WHAT THE EXERCISE ASKS: All records below must be retyped exactly.

=== DATA SUPPLIED ===

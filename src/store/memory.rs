use async_trait::async_trait;
use chrono::Utc;
use error_stack::Report;
use tokio::sync::RwLock;

use super::{ArticleStore, UserStore};
use crate::database::{Error, Result};
use crate::schema::{
  Article, ArticleView, Comment, CommentView, NewArticle, NewComment, NewUser, PublicUser, User,
};
use crate::types::id::{
  marker::{ArticleMarker, Marker, UserMarker},
  Id,
};

/// [`Store`](super::Store) that keeps every table in memory.
///
/// It mirrors the constraints of the Postgres schema (unique user
/// names, foreign keys) so handlers behave the same against both.
#[derive(Debug, Default)]
pub struct MemoryStore {
  tables: RwLock<Tables>,
}

#[derive(Debug, Default)]
struct Tables {
  users: Vec<User>,
  articles: Vec<Article>,
  comments: Vec<Comment>,
}

impl MemoryStore {
  #[must_use]
  pub fn new() -> Self {
    Self::default()
  }
}

fn next_id<M: Marker>(len: usize) -> Id<M> {
  Id::new(len as u64 + 1)
}

impl Tables {
  fn public_user(&self, id: Id<UserMarker>) -> Option<PublicUser> {
    self.users.iter().find(|u| u.id == id).map(PublicUser::from)
  }

  fn article_view(&self, article: &Article) -> ArticleView {
    let number_of_comments = self
      .comments
      .iter()
      .filter(|c| c.article_id == article.id)
      .count();

    ArticleView {
      id: article.id,
      style: article.style,
      title: article.title.clone(),
      content: article.content.clone(),
      date_created: article.date_created,
      number_of_comments: number_of_comments as u64,
      author: article.author_id.and_then(|id| self.public_user(id)),
    }
  }

  fn comment_view(&self, comment: &Comment) -> Result<CommentView> {
    let user = self.public_user(comment.user_id).ok_or_else(|| {
      Report::new(Error::Internal(sqlx::Error::RowNotFound))
        .attach_printable(format!("comment {} has no author", comment.id))
    })?;

    Ok(CommentView {
      id: comment.id,
      text: comment.text.clone(),
      article_id: comment.article_id,
      date_created: comment.date_created,
      user,
    })
  }
}

fn foreign_key_violation(message: &'static str) -> Report<Error> {
  Report::new(Error::Internal(sqlx::Error::RowNotFound)).attach_printable(message)
}

#[async_trait]
impl UserStore for MemoryStore {
  async fn has_user_with_name(&self, user_name: &str) -> Result<bool> {
    let tables = self.tables.read().await;
    Ok(tables.users.iter().any(|u| u.user_name == user_name))
  }

  async fn find_user_by_name(&self, user_name: &str) -> Result<Option<User>> {
    let tables = self.tables.read().await;
    Ok(tables.users.iter().find(|u| u.user_name == user_name).cloned())
  }

  async fn insert_user(&self, new_user: NewUser<'_>) -> Result<User> {
    let mut tables = self.tables.write().await;
    if tables.users.iter().any(|u| u.user_name == new_user.user_name) {
      return Err(Report::new(Error::UniqueViolation)
        .attach_printable(format!("user_name {:?} already exists", new_user.user_name)));
    }

    let user = User {
      id: next_id(tables.users.len()),
      user_name: new_user.user_name.to_string(),
      full_name: new_user.full_name.to_string(),
      nickname: new_user.nickname.to_string(),
      password_hash: new_user.password_hash.to_string(),
      date_created: Utc::now(),
      date_modified: None,
    };
    tables.users.push(user.clone());
    Ok(user)
  }
}

#[async_trait]
impl ArticleStore for MemoryStore {
  async fn list_articles(&self) -> Result<Vec<ArticleView>> {
    let tables = self.tables.read().await;
    Ok(tables.articles.iter().map(|a| tables.article_view(a)).collect())
  }

  async fn find_article(&self, id: Id<ArticleMarker>) -> Result<Option<ArticleView>> {
    let tables = self.tables.read().await;
    Ok(tables
      .articles
      .iter()
      .find(|a| a.id == id)
      .map(|a| tables.article_view(a)))
  }

  async fn insert_article(&self, new_article: NewArticle<'_>) -> Result<Article> {
    let mut tables = self.tables.write().await;
    if let Some(author_id) = new_article.author_id {
      if !tables.users.iter().any(|u| u.id == author_id) {
        return Err(foreign_key_violation("article author does not exist"));
      }
    }

    let article = Article {
      id: next_id(tables.articles.len()),
      title: new_article.title.to_string(),
      content: new_article.content.to_string(),
      style: new_article.style,
      date_created: Utc::now(),
      author_id: new_article.author_id,
    };
    tables.articles.push(article.clone());
    Ok(article)
  }

  async fn list_comments(&self, article_id: Id<ArticleMarker>) -> Result<Vec<CommentView>> {
    let tables = self.tables.read().await;
    tables
      .comments
      .iter()
      .filter(|c| c.article_id == article_id)
      .map(|c| tables.comment_view(c))
      .collect()
  }

  async fn insert_comment(&self, new_comment: NewComment<'_>) -> Result<CommentView> {
    let mut tables = self.tables.write().await;
    if !tables.articles.iter().any(|a| a.id == new_comment.article_id) {
      return Err(foreign_key_violation("commented article does not exist"));
    }

    if !tables.users.iter().any(|u| u.id == new_comment.user_id) {
      return Err(foreign_key_violation("comment author does not exist"));
    }

    let comment = Comment {
      id: next_id(tables.comments.len()),
      text: new_comment.text.to_string(),
      date_created: Utc::now(),
      article_id: new_comment.article_id,
      user_id: new_comment.user_id,
    };
    tables.comments.push(comment.clone());
    tables.comment_view(&comment)
  }
}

===

ANSWER TO THE EXERCISE:
filename src/store/memory.rs
use async_trait::async_trait;
use chrono::Utc;
use error_stack::Report;
use tokio::sync::RwLock;

use super::{ArticleStore, UserStore};
use crate::database::{Error, Result};
use crate::schema::{
  Article, ArticleView, Comment, CommentView, NewArticle, NewComment, NewUser, PublicUser, User,
};
use crate::types::id::{
  marker::{ArticleMarker, Marker, UserMarker},
  Id,
};

/// [`Store`](super::Store) that keeps every table in memory.
///
/// It mirrors the constraints of the Postgres schema (unique user
/// names, foreign keys) so handlers behave the same against both.
#[derive(Debug, Default)]
pub struct MemoryStore {
  tables: RwLock<Tables>,
}

#[derive(Debug, Default)]
struct Tables {
  users: Vec<User>,
  articles: Vec<Article>,
  comments: Vec<Comment>,
}

impl MemoryStore {
  #[must_use]
  pub fn new() -> Self {
    Self::default()
  }
}

fn next_id<M: Marker>(len: usize) -> Id<M> {
  Id::new(len as u64 + 1)
}

impl Tables {
  fn public_user(&self, id: Id<UserMarker>) -> Option<PublicUser> {
    self.users.iter().find(|u| u.id == id).map(PublicUser::from)
  }

  fn article_view(&self, article: &Article) -> ArticleView {
    let number_of_comments = self
      .comments
      .iter()
      .filter(|c| c.article_id == article.id)
      .count();

    ArticleView {
      id: article.id,
      style: article.style,
      title: article.title.clone(),
      content: article.content.clone(),
      date_created: article.date_created,
      number_of_comments: number_of_comments as u64,
      author: article.author_id.and_then(|id| self.public_user(id)),
    }
  }

  fn comment_view(&self, comment: &Comment) -> Result<CommentView> {
    let user = self.public_user(comment.user_id).ok_or_else(|| {
      Report::new(Error::Internal(sqlx::Error::RowNotFound))
        .attach_printable(format!("comment {} has no author", comment.id))
    })?;

    Ok(CommentView {
      id: comment.id,
      text: comment.text.clone(),
      article_id: comment.article_id,
      date_created: comment.date_created,
      user,
    })
  }
}

fn foreign_key_violation(message: &'static str) -> Report<Error> {
  Report::new(Error::Internal(sqlx::Error::RowNotFound)).attach_printable(message)
}

#[async_trait]
impl UserStore for MemoryStore {
  async fn has_user_with_name(&self, user_name: &str) -> Result<bool> {
    let tables = self.tables.read().await;
    Ok(tables.users.iter().any(|u| u.user_name == user_name))
  }

  async fn find_user_by_name(&self, user_name: &str) -> Result<Option<User>> {
    let tables = self.tables.read().await;
    Ok(tables.users.iter().find(|u| u.user_name == user_name).cloned())
  }

  async fn insert_user(&self, new_user: NewUser<'_>) -> Result<User> {
    let mut tables = self.tables.write().await;
    if tables.users.iter().any(|u| u.user_name == new_user.user_name) {
      return Err(Report::new(Error::UniqueViolation)
        .attach_printable(format!("user_name {:?} already exists", new_user.user_name)));
    }

    let user = User {
      id: next_id(tables.users.len()),
      user_name: new_user.user_name.to_string(),
      full_name: new_user.full_name.to_string(),
      nickname: new_user.nickname.to_string(),
      password_hash: new_user.password_hash.to_string(),
      date_created: Utc::now(),
      date_modified: None,
    };
    tables.users.push(user.clone());
    Ok(user)
  }
}

#[async_trait]
impl ArticleStore for MemoryStore {
  async fn list_articles(&self) -> Result<Vec<ArticleView>> {
    let tables = self.tables.read().await;
    Ok(tables.articles.iter().map(|a| tables.article_view(a)).collect())
  }

  async fn find_article(&self, id: Id<ArticleMarker>) -> Result<Option<ArticleView>> {
    let tables = self.tables.read().await;
    Ok(tables
      .articles
      .iter()
      .find(|a| a.id == id)
      .map(|a| tables.article_view(a)))
  }

  async fn insert_article(&self, new_article: NewArticle<'_>) -> Result<Article> {
    let mut tables = self.tables.write().await;
    if let Some(author_id) = new_article.author_id {
      if !tables.users.iter().any(|u| u.id == author_id) {
        return Err(foreign_key_violation("article author does not exist"));
      }
    }

    let article = Article {
      id: next_id(tables.articles.len()),
      title: new_article.title.to_string(),
      content: new_article.content.to_string(),
      style: new_article.style,
      date_created: Utc::now(),
      author_id: new_article.author_id,
    };
    tables.articles.push(article.clone());
    Ok(article)
  }

  async fn list_comments(&self, article_id: Id<ArticleMarker>) -> Result<Vec<CommentView>> {
    let tables = self.tables.read().await;
    tables
      .comments
      .iter()
      .filter(|c| c.article_id == article_id)
      .map(|c| tables.comment_view(c))
      .collect()
  }

  async fn insert_comment(&self, new_comment: NewComment<'_>) -> Result<CommentView> {
    let mut tables = self.tables.write().await;
    if !tables.articles.iter().any(|a| a.id == new_comment.article_id) {
      return Err(foreign_key_violation("commented article does not exist"));
    }

    if !tables.users.iter().any(|u| u.id == new_comment.user_id) {
      return Err(foreign_key_violation("comment author does not exist"));
    }

    let comment = Comment {
      id: next_id(tables.comments.len()),
      text: new_comment.text.to_string(),
      date_created: Utc::now(),
      article_id: new_comment.article_id,
      user_id: new_comment.user_id,
    };
    tables.comments.push(comment.clone());
    tables.comment_view(&comment)
  }
}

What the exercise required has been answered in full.